Working data ->
########################################

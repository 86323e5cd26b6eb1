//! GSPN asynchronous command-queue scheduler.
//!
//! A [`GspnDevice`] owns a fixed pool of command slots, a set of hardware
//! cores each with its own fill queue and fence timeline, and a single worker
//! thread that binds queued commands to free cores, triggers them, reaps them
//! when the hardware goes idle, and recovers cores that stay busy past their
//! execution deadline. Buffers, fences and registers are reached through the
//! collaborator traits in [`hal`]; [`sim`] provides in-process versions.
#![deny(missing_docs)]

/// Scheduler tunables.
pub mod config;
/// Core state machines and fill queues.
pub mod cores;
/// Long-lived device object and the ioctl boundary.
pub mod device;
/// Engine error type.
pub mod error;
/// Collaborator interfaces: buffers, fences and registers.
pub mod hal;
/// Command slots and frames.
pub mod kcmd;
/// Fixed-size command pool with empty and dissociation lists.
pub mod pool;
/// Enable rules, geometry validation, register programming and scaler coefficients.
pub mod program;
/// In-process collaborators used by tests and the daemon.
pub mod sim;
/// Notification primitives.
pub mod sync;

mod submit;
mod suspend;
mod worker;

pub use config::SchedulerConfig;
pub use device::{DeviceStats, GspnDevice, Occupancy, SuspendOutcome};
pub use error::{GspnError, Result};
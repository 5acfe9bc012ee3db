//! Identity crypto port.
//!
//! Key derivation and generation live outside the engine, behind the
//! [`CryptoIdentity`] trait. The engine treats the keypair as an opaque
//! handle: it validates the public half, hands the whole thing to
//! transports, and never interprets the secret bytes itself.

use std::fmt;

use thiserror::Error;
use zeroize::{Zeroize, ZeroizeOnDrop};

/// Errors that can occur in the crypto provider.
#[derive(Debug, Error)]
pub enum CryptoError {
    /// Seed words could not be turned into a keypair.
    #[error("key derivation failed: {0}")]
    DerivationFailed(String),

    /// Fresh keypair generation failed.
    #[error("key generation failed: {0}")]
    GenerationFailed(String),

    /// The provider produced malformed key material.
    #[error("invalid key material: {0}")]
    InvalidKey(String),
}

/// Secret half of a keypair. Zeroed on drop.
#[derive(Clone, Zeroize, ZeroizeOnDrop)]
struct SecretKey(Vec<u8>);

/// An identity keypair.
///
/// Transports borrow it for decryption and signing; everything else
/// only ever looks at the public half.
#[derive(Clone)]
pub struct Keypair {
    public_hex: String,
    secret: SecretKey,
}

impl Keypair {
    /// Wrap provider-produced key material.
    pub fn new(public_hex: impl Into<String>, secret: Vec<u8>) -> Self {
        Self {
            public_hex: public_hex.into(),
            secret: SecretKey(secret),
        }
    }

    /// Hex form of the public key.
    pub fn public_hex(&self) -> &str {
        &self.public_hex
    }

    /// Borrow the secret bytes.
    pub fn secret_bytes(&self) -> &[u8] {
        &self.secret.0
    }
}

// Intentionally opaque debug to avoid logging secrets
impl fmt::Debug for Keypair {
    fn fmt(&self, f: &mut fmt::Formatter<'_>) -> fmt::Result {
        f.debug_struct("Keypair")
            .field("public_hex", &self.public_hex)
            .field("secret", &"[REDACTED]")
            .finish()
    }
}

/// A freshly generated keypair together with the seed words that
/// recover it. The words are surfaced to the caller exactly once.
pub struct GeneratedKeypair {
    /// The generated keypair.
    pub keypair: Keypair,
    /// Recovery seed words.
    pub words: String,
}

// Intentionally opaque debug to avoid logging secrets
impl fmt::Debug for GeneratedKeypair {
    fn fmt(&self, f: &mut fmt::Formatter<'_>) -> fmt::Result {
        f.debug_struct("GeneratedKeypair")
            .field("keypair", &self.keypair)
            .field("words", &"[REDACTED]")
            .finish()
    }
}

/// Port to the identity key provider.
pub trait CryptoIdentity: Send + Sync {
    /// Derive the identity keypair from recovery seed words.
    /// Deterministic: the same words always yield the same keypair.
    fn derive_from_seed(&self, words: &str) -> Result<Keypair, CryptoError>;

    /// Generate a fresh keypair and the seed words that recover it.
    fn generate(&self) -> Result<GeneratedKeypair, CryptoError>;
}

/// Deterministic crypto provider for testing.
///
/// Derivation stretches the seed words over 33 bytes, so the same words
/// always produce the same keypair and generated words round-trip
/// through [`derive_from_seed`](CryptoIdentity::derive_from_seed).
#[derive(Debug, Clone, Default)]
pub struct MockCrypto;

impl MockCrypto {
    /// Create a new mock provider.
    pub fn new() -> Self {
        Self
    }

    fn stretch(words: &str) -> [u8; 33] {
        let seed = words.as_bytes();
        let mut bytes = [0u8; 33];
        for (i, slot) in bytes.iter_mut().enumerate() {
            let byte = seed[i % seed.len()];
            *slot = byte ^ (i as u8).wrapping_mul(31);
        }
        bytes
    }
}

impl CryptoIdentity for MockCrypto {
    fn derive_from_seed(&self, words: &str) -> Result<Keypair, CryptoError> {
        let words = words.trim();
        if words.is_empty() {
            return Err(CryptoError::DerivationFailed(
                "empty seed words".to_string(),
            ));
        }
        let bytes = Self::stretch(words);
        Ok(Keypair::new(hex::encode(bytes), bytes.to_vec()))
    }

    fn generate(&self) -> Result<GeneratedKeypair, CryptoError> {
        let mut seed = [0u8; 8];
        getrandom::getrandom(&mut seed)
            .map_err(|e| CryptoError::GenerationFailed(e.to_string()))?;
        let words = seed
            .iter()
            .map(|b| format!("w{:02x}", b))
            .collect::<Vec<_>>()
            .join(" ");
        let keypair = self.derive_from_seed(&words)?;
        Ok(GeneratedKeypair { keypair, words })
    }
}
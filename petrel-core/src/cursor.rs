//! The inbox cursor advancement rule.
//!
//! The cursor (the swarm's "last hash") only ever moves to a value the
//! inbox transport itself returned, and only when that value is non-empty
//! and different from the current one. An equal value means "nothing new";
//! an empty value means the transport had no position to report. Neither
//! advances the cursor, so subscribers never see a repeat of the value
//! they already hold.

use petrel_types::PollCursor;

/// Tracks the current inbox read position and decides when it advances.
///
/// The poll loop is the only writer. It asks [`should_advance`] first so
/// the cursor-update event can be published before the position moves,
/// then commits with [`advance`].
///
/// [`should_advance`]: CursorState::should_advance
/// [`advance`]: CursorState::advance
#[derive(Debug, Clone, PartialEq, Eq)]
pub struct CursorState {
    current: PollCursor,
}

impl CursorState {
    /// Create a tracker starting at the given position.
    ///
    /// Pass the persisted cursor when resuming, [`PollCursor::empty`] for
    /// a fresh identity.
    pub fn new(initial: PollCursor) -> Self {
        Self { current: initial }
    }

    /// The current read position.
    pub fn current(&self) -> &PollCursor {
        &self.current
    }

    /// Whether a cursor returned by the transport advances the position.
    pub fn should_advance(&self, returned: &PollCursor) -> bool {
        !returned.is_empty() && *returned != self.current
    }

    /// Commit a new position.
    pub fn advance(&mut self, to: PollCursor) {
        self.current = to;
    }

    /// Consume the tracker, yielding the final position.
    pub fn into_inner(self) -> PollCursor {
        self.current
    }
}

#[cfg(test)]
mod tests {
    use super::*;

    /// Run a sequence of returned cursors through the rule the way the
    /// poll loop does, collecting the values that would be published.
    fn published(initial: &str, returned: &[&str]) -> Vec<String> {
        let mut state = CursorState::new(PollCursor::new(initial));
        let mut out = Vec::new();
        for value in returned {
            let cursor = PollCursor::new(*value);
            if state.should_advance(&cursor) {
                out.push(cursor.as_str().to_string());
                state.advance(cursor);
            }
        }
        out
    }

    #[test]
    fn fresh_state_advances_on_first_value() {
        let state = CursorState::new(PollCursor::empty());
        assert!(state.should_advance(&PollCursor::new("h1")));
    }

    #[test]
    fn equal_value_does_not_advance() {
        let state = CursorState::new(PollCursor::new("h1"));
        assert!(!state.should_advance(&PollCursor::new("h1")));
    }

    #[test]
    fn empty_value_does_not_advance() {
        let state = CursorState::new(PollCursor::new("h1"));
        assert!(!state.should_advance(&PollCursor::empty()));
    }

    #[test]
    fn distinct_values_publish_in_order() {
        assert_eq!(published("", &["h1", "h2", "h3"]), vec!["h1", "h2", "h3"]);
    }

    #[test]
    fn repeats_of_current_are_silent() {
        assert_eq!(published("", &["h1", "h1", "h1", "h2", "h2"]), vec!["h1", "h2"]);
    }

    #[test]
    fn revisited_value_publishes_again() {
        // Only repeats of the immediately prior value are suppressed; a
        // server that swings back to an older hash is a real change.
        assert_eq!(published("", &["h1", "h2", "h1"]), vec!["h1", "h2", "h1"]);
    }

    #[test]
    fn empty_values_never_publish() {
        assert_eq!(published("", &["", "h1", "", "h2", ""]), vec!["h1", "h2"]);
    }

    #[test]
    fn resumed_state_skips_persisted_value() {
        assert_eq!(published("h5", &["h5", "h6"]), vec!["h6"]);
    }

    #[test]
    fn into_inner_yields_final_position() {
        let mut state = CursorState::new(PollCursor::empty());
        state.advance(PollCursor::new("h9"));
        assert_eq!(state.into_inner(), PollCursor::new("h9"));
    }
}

########################################

Problem description ->
The response must contain every line from the listing above in which the string "provider" appears.

Finished task ->
/// Errors that can occur in the crypto provider.
    /// The provider produced malformed key material.
    /// Wrap provider-produced key material.
/// Port to the identity key provider.
/// Deterministic crypto provider for testing.
    /// Create a new mock provider.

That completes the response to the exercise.